From: Junio C Hamano
Date: Thursday, January 11, 2007 - 2:02 pm

I agree 100% with the above reasoning.

-

From: Andy Whitcroft
Date: Thursday, January 11, 2007 - 2:17 pm

The call was intended to replace a common idiom:

if (xwrite(fd, buf, size) != size)
	error

write_in_full() is intended as a drop in replacement for that.  On a
short write we will return a short count and that will fail such a test.
 The call basically implements the standard write() call semantic with
maximum attempts to complete.

That said returning -1 would have the same effect.

-apw
-

From: Junio C Hamano
Date: Thursday, January 11, 2007 - 2:27 pm

You are both right ;-).  I would have these fixups on top of
Linus's.

---

diff --git a/config.c b/config.c
index 2cd0263..733fb1a 100644
--- a/config.c
+++ b/config.c
@@ -694,11 +694,9 @@ int git_config_set_multivar(const char* key, const char* value,
 
 		store.key = (char*)key;
 		if (!store_write_section(fd, key) ||
-		    !store_write_pair(fd, key, value)) {
-			ret = write_error();
-			goto out_free;
-		}
-	} else{
+		    !store_write_pair(fd, key, value))
+			goto write_err_out;
+	} else {
 		struct stat st;
 		char* contents;
 		int i, copy_begin, copy_end, new_line = 0;
@@ -777,31 +775,33 @@ int git_config_set_multivar(const char* key, const char* value,
 
 			/* write the first part of the config */
 			if (copy_end > copy_begin) {
-				write_in_full(fd, contents + copy_begin,
-				copy_end - copy_begin);
-				if (new_line)
-					write_in_full(fd, "\n", 1);
+				if (write_in_full(fd, contents + copy_begin,
+						  copy_end - copy_begin) <
+				    copy_end - copy_begin)
+					goto write_err_out;
+				if (new_line &&
+				    write_in_full(fd, "\n", 1) != 1)
+					goto write_err_out;
 			}
 			copy_begin = store.offset[i];
 		}
 
 		/* write the pair (value == NULL means unset) */
 		if (value != NULL) {
-			if (store.state == START)
-				if (!store_write_section(fd, key)) {
-					ret = write_error();
-					goto out_free;
-				}
-			if (!store_write_pair(fd, key, value)) {
-				ret = write_error();
-				goto out_free;
+			if (store.state == START) {
+				if (!store_write_section(fd, key))
+					goto write_err_out;
 			}
+			if (!store_write_pair(fd, key, value))
+				goto write_err_out;
 		}
 
 		/* write the rest of the config */
 		if (copy_begin < st.st_size)
-			write_in_full(fd, contents + copy_begin,
-				st.st_size - copy_begin);
+			if (write_in_full(fd, contents + copy_begin,
+					  st.st_size - copy_begin) <
+			    st.st_size - copy_begin)
+				goto write_err_out;
 
 		munmap(contents, st.st_size);
 ...
From: Linus Torvalds
Date: Thursday, January 11, 2007 - 3:09 pm

This fixes another problem that Andy's case showed: git-fsck-objects 
reports nonsensical results for corrupt objects.

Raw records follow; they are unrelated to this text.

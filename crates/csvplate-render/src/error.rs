//! Error types for template compilation and execution.
//!
//! [`RenderError`] is the only error type this crate returns. It hides the
//! underlying template engine's error type behind a stable set of variants.

use std::fmt;

/// Error type for template operations.
#[derive(Debug)]
pub enum RenderError {
    /// Template syntax error found while compiling.
    SyntaxError(String),

    /// The template referenced an unknown filter, test, function or method.
    UnknownName(String),

    /// A template with this name was never compiled.
    TemplateNotFound(String),

    /// The context could not be serialized for the engine.
    SerializationError(String),

    /// Writing rendered output failed.
    IoError(std::io::Error),

    /// Any other failure while executing a template.
    OperationError(String),
}

impl RenderError {
    /// Returns true if this error was raised while parsing template source.
    pub fn is_syntax(&self) -> bool {
        matches!(self, RenderError::SyntaxError(_))
    }
}

impl fmt::Display for RenderError {
    fn fmt(&self, f: &mut fmt::Formatter<'_>) -> fmt::Result {
        match self {
            RenderError::SyntaxError(msg) => write!(f, "{}", msg),
            RenderError::UnknownName(msg) => write!(f, "{}", msg),
            RenderError::TemplateNotFound(name) => write!(f, "template not found: {}", name),
            RenderError::SerializationError(msg) => write!(f, "serialization error: {}", msg),
            RenderError::IoError(err) => write!(f, "write output: {}", err),
            RenderError::OperationError(msg) => write!(f, "{}", msg),
        }
    }
}

impl std::error::Error for RenderError {
    fn source(&self) -> Option<&(dyn std::error::Error + 'static)> {
        match self {
            RenderError::IoError(err) => Some(err),
            _ => None,
        }
    }
}

impl From<std::io::Error> for RenderError {
    fn from(err: std::io::Error) -> Self {
        RenderError::IoError(err)
    }
}

impl From<serde_json::Error> for RenderError {
    fn from(err: serde_json::Error) -> Self {
        RenderError::SerializationError(err.to_string())
    }
}

impl From<minijinja::Error> for RenderError {
    fn from(err: minijinja::Error) -> Self {
        use minijinja::ErrorKind;

        match err.kind() {
            ErrorKind::TemplateNotFound => RenderError::TemplateNotFound(err.to_string()),
            ErrorKind::SyntaxError | ErrorKind::BadEscape => {
                RenderError::SyntaxError(err.to_string())
            }
            ErrorKind::UnknownTest
            | ErrorKind::UnknownFunction
            | ErrorKind::UnknownFilter
            | ErrorKind::UnknownMethod => RenderError::UnknownName(err.to_string()),
            ErrorKind::BadSerialization => RenderError::SerializationError(err.to_string()),
            ErrorKind::WriteFailure => RenderError::IoError(std::io::Error::new(
                std::io::ErrorKind::Other,
                err.to_string(),
            )),
            _ => RenderError::OperationError(err.to_string()),
        }
    }
}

There were actually two independent and confusing problems:

 - when we had a zero-sized file and used map_sha1_file, mmap() would 
   return EINVAL, and git-fsck-objects would report that as an insane and 
   confusing error. I don't know when this was introduced, it might have 
   been there forever.

 - when "parse_object()" returned NULL, fsck would say "object not found", 
   which can be very confusing, since obviously the object might "exist", 
   it's just unparseable because it's totally corrupt.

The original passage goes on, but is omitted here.